Task requirements: The full set of entries has to be output exactly.

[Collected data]

# # # # #

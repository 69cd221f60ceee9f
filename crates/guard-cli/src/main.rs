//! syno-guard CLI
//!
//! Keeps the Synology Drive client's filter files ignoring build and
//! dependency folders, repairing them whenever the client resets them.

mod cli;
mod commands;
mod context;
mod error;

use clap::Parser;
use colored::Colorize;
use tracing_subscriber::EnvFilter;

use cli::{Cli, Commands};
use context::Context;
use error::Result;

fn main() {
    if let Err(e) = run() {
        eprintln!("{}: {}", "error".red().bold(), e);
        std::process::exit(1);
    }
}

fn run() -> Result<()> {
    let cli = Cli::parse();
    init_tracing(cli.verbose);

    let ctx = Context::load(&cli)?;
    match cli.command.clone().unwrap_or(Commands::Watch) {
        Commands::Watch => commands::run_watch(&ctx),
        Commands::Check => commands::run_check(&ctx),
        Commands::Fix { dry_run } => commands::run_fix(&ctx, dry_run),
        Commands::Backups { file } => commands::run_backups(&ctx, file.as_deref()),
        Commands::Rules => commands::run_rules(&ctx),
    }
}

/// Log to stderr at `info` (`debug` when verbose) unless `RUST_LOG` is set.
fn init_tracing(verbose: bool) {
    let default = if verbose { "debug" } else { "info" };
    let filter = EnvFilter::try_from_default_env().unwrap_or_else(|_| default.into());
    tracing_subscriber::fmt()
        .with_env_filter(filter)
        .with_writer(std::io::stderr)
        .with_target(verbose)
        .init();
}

# # # # #

Response area:
repository 69cd221f60ceee9f
filename crates/guard-cli/src/main.rs
//! syno-guard CLI
//!
//! Keeps the Synology Drive client's filter files ignoring build and
//! dependency folders, repairing them whenever the client resets them.

mod cli;
mod commands;
mod context;
mod error;

use clap::Parser;
use colored::Colorize;
use tracing_subscriber::EnvFilter;

use cli::{Cli, Commands};
use context::Context;
use error::Result;

fn main() {
    if let Err(e) = run() {
        eprintln!("{}: {}", "error".red().bold(), e);
        std::process::exit(1);
    }
}

fn run() -> Result<()> {
    let cli = Cli::parse();
    init_tracing(cli.verbose);

    let ctx = Context::load(&cli)?;
    match cli.command.clone().unwrap_or(Commands::Watch) {
        Commands::Watch => commands::run_watch(&ctx),
        Commands::Check => commands::run_check(&ctx),
        Commands::Fix { dry_run } => commands::run_fix(&ctx, dry_run),
        Commands::Backups { file } => commands::run_backups(&ctx, file.as_deref()),
        Commands::Rules => commands::run_rules(&ctx),
    }
}

/// Log to stderr at `info` (`debug` when verbose) unless `RUST_LOG` is set.
fn init_tracing(verbose: bool) {
    let default = if verbose { "debug" } else { "info" };
    let filter = EnvFilter::try_from_default_env().unwrap_or_else(|_| default.into());
    tracing_subscriber::fmt()
        .with_env_filter(filter)
        .with_writer(std::io::stderr)
        .with_target(verbose)
        .init();
}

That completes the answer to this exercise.